28 Dec 2020

Jojo Rabbit

Jojo Rabbit was released towards the end of 2019 and nominated for quite a host of awards.  Directed by Taika Waititi, Jojo Rabbit's screenplay was based very very loosely on Christine Leunens's 2019 novel Caging Skies.

Setting aside the faithfulness of the screenplay to the novel, politically and historically correctness, Jojo Rabbit is a campy narrative of the absurdness of propaganda on the minds of children and a light-hearted reminder to never forget the horrors.

Set towards the end of World War II, Johannes is a ten-year old boy in the Deutsches Jungvolk, whose father had died while fighting in Italy.  His older sister is implied to have died too, with her bedroom maintained as if she were still alive in the family townhouse.  Johannes' mother tries her best to remain cheerful and playmocks her son's infatuation with the Nazi doctrine.  Evidently her sympathies lie elsewhere and Johannes found her hanging in the townsquare one day.

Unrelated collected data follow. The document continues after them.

use bevy::asset::AssetMetaCheck;
use bevy::diagnostic::FrameTimeDiagnosticsPlugin;
use bevy::log::LogPlugin;
use bevy::pbr::wireframe::{WireframeConfig, WireframePlugin};
use bevy::prelude::*;
use bevy::render::camera::CameraUpdateSystem;
use bevy::transform::TransformSystem;
use bevy_common_assets::json::JsonAssetPlugin;
use constants::path::LOG_FILTER;
use constants::render_settings::WIREFRAME_COLOUR;

// Crate engine modules
use crate::engine::assets::scene_manifest::SceneManifest;
use crate::engine::assets::scene_models::SceneModels;
use crate::engine::camera::scene_view::{CameraTarget, orient_view_cameras, spawn_view_cameras};
use crate::engine::core::app_state::{SceneFrameSet, SceneState};
use crate::engine::core::window_config::create_window_config;
use crate::engine::overlay::tracked_points::project_tracked_points;
use crate::engine::render::viewport_layout::{
    ViewRects, ViewportSize, apply_view_layout, observe_window_size,
};
use crate::engine::scene::ground::{spawn_ground, spawn_wire_grid};
use crate::engine::scene::lighting::spawn_lighting;
use crate::engine::scene::models::{enable_model_shadows, spawn_loaded_models, sync_wire_clones};
use crate::engine::scene::wireframe::{WireMaterials, convert_wire_scene};
use crate::engine::systems::diagnostics::fps_notification_system;
use crate::engine::systems::view_mode::ViewLayoutPreset;
use crate::engine::timeline::driver::{
    MotionPreference, SceneTimeline, advance_scrub, apply_timeline_pose, motion_allowed,
};
// Loading and reveal
use crate::engine::loading::manifest_loader::{ManifestLoader, load_manifest_system, start_loading};
use crate::engine::loading::model_loader::{
    check_model_loading, handle_load_failures, report_loading_progress,
};
use crate::engine::loading::progress::{AssetLoadFailed, LoadingProgress};
use crate::engine::loading::reveal::{reveal_scene, show_load_failure};
// Web RPC
use crate::rpc::web_rpc::WebRpcPlugin;

#[cfg(target_arch = "wasm32")]
use crate::engine::overlay::dom_overlay::DomOverlaySink;
#[cfg(target_arch = "wasm32")]
use crate::engine::overlay::tracked_points::write_overlay_offsets;
#[cfg(target_arch = "wasm32")]
use crate::engine::timeline::scroll_source::{
    drain_scroll_queue, remove_scroll_listener, setup_scroll_listener,
};

#[cfg(not(target_arch = "wasm32"))]
use crate::engine::core::app_state::{HudText, LoadingText};
#[cfg(not(target_arch = "wasm32"))]
use crate::engine::overlay::native_overlay::{position_overlay_labels, spawn_overlay_labels};
#[cfg(not(target_arch = "wasm32"))]
use crate::engine::systems::diagnostics::hud_text_update_system;
#[cfg(not(target_arch = "wasm32"))]
use crate::engine::systems::exit::exit_on_escape;
#[cfg(not(target_arch = "wasm32"))]
use crate::engine::systems::view_mode::cycle_view_layout;
#[cfg(not(target_arch = "wasm32"))]
use crate::engine::timeline::scroll_source::wheel_scroll_input;

pub fn create_app() -> App {
    let mut app = App::new();

    app.add_plugins(create_default_plugins())
        .init_state::<SceneState>()
        .add_plugins(FrameTimeDiagnosticsPlugin::default())
        // Registers SceneManifest as a loadable asset type from JSON files.
        .add_plugins(JsonAssetPlugin::<SceneManifest>::new(&["json"]))
        .add_plugins(WebRpcPlugin)
        .add_plugins(WireframePlugin::default())
        .insert_resource(WireframeConfig {
            global: false,
            default_color: WIREFRAME_COLOUR,
        });

    // Initialise resources early
    app.init_resource::<LoadingProgress>()
        .init_resource::<ManifestLoader>()
        .init_resource::<SceneModels>()
        .init_resource::<SceneTimeline>()
        .init_resource::<ViewLayoutPreset>()
        .init_resource::<CameraTarget>()
        .init_resource::<ViewportSize>()
        .init_resource::<ViewRects>()
        .insert_resource(MotionPreference::detect())
        .add_event::<AssetLoadFailed>()
        .add_observer(enable_model_shadows)
        .add_observer(convert_wire_scene);

    app.configure_sets(
        Update,
        (
            SceneFrameSet::Input,
            SceneFrameSet::Timeline,
            SceneFrameSet::Views,
        )
            .chain(),
    );

    // Loading phase: manifest first, then the model gate
    app.add_systems(Startup, (setup, start_loading).chain())
        .add_systems(
            Update,
            (
                load_manifest_system,
                check_model_loading,
                report_loading_progress,
            )
                .chain()
                .run_if(in_state(SceneState::Loading)),
        )
        .add_systems(Update, handle_load_failures)
        .add_systems(
            OnEnter(SceneState::Running),
            (spawn_loaded_models, reveal_scene).chain(),
        )
        .add_systems(OnEnter(SceneState::Failed), show_load_failure);

    // Per-frame scene update. The timeline only runs once armed.
    app.add_systems(
        Update,
        (
            (advance_scrub, apply_timeline_pose)
                .chain()
                .run_if(motion_allowed),
            sync_wire_clones,
        )
            .chain()
            .in_set(SceneFrameSet::Timeline)
            .run_if(in_state(SceneState::Running)),
    )
    .add_systems(
        Update,
        (observe_window_size, apply_view_layout, orient_view_cameras)
            .chain()
            .in_set(SceneFrameSet::Views),
    )
    .add_systems(
        Update,
        fps_notification_system.run_if(in_state(SceneState::Running)),
    );

    // Overlays read final transforms and camera matrices.
    app.add_systems(
        PostUpdate,
        project_tracked_points
            .after(TransformSystem::TransformPropagate)
            .after(CameraUpdateSystem)
            .run_if(in_state(SceneState::Running)),
    );

    #[cfg(target_arch = "wasm32")]
    {
        app.init_resource::<DomOverlaySink>()
            .add_systems(Startup, setup_scroll_listener)
            .add_systems(PreUpdate, drain_scroll_queue)
            .add_systems(
                PostUpdate,
                write_overlay_offsets::<DomOverlaySink>
                    .after(project_tracked_points)
                    .run_if(in_state(SceneState::Running)),
            )
            .add_systems(Last, remove_scroll_listener);
    }

    #[cfg(not(target_arch = "wasm32"))]
    {
        app.add_systems(
            Update,
            (wheel_scroll_input, cycle_view_layout).in_set(SceneFrameSet::Input),
        )
        .add_systems(
            Update,
            hud_text_update_system.run_if(in_state(SceneState::Running)),
        )
        .add_systems(Update, exit_on_escape)
        .add_systems(
            PostUpdate,
            (spawn_overlay_labels, position_overlay_labels)
                .chain()
                .after(project_tracked_points)
                .run_if(in_state(SceneState::Running)),
        );
    }

    app
}

// Startup system that only handles basic initialisation
fn setup(
    mut commands: Commands,
    mut meshes: ResMut<Assets<Mesh>>,
    mut materials: ResMut<Assets<StandardMaterial>>,
) {
    spawn_lighting(&mut commands);
    spawn_ground(&mut commands, &mut meshes, &mut materials);
    spawn_wire_grid(&mut commands, &mut meshes, &mut materials);
    spawn_view_cameras(&mut commands, &mut meshes, &mut materials);
    commands.insert_resource(WireMaterials::new(&mut materials));

    #[cfg(not(target_arch = "wasm32"))]
    {
        create_native_overlays(&mut commands);
    }
}

/// UI camera drawn over both views, plus the loading text and HUD.
#[cfg(not(target_arch = "wasm32"))]
fn create_native_overlays(commands: &mut Commands) {
    use bevy::ui::IsDefaultUiCamera;
    use constants::views::VIEW_COUNT;

    commands.spawn((
        Camera2d,
        Camera {
            order: VIEW_COUNT as isize,
            clear_color: ClearColorConfig::None,
            ..default()
        },
        IsDefaultUiCamera,
    ));

    commands
        .spawn(Node {
            width: Val::Percent(100.0),
            height: Val::Percent(100.0),
            justify_content: JustifyContent::Center,
            align_items: AlignItems::Center,
            ..default()
        })
        .with_children(|parent| {
            parent.spawn((
                Text::new("Loading..."),
                TextFont {
                    font_size: 24.0,
                    ..default()
                },
                TextColor(Color::BLACK),
                LoadingText,
            ));

            parent.spawn((
                Text::new("FPS: "),
                TextFont {
                    font_size: 16.0,
                    ..default()
                },
                TextColor(Color::srgb(1., 0., 0.)),
                Node {
                    position_type: PositionType::Absolute,
                    bottom: Val::Px(12.0),
                    right: Val::Px(12.0),
                    ..default()
                },
                HudText,
            ));
        });
}

fn create_default_plugins() -> impl PluginGroup {
    let window_config = WindowPlugin {
        primary_window: Some(create_window_config()),
        ..default()
    };

    let asset_config = AssetPlugin {
        meta_check: AssetMetaCheck::Never,
        ..default()
    };

    let log_config = LogPlugin {
        filter: LOG_FILTER.into(),
        ..default()
    };

    DefaultPlugins
        .set(window_config)
        .set(asset_config)
        .set(log_config)
}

Injured, Johannes spent a lot of time at home and discovered a Jewish girl (his late sister's friend) that his mother had hidden behind the walls of his late sister's bedroom.

The Gestapo came by one day to search the house.  Johannes was unable to produce his Deutsches Jungvolk knife which the Jewish girl kept.  The Jewish girl came out of her hiding place with the knife and was confirmed to be Johannes' sister by Captain K who ran the Deutsches Jungvolk.

The movie closed with Johannes and the Jewish girl dancing on the doorstep after a vehicle with an American flag drove by, signaling the defeat of Germany in the European theatre of the War.


Jojo Rabbit was campy good fun, and certainly a very light-hearted narrative from a child's perspective, quite unlike the bleak hopelessness horrors in the memoirs of many Holocaust survivors.  Johannes had conjured up his imaginary friend Adolf Hitler, in place of his absent father, and failed to understand his mother's sympathies of the non-Nazi supporting Germans and Jewish people.  Rebel Wilson's character also sprouted a lot of heresy about the Jewish people which Johannes gradually came to realize were untrue as he interacted more and more with the hidden Jewish girl.

It was refreshing to see Scarlett Johansson out of the Black Widow character as a sensible mother who tried to maintain her son's innocence while ribbing him about his obsession with Nazism.  

Some critics may criticize the decision to portray Captain K as a sympathetic character.  Captain K had snatched the papers from the Jewish girl and quizzed her on her name and birthday, saving her from being captured by the Gestapo when the girl had answered the birthday wrongly.  He also removed Johannes' Deutsches Jungvolk jacket and hat and spat at him, saving Johannes from being executed as a Nazi by the Soviets, and told Johannes to "take care of your sister".  I didn't think this was a flaw of the screenplay.  Captain K was always portrayed as being half drunk and sloppily dressed in his Nazi uniform, even when he was running activities for the Deutsches Jungvolk.  Perhaps this was a hint that Captain K's sympathies lie elsewhere, much like Johannes' mother?

For me, the message of Jojo Rabbit, as Johannes had so amply demonstrated, is that real interaction, rather than simply accepting what is being told, may help decipher nonsense from the truth.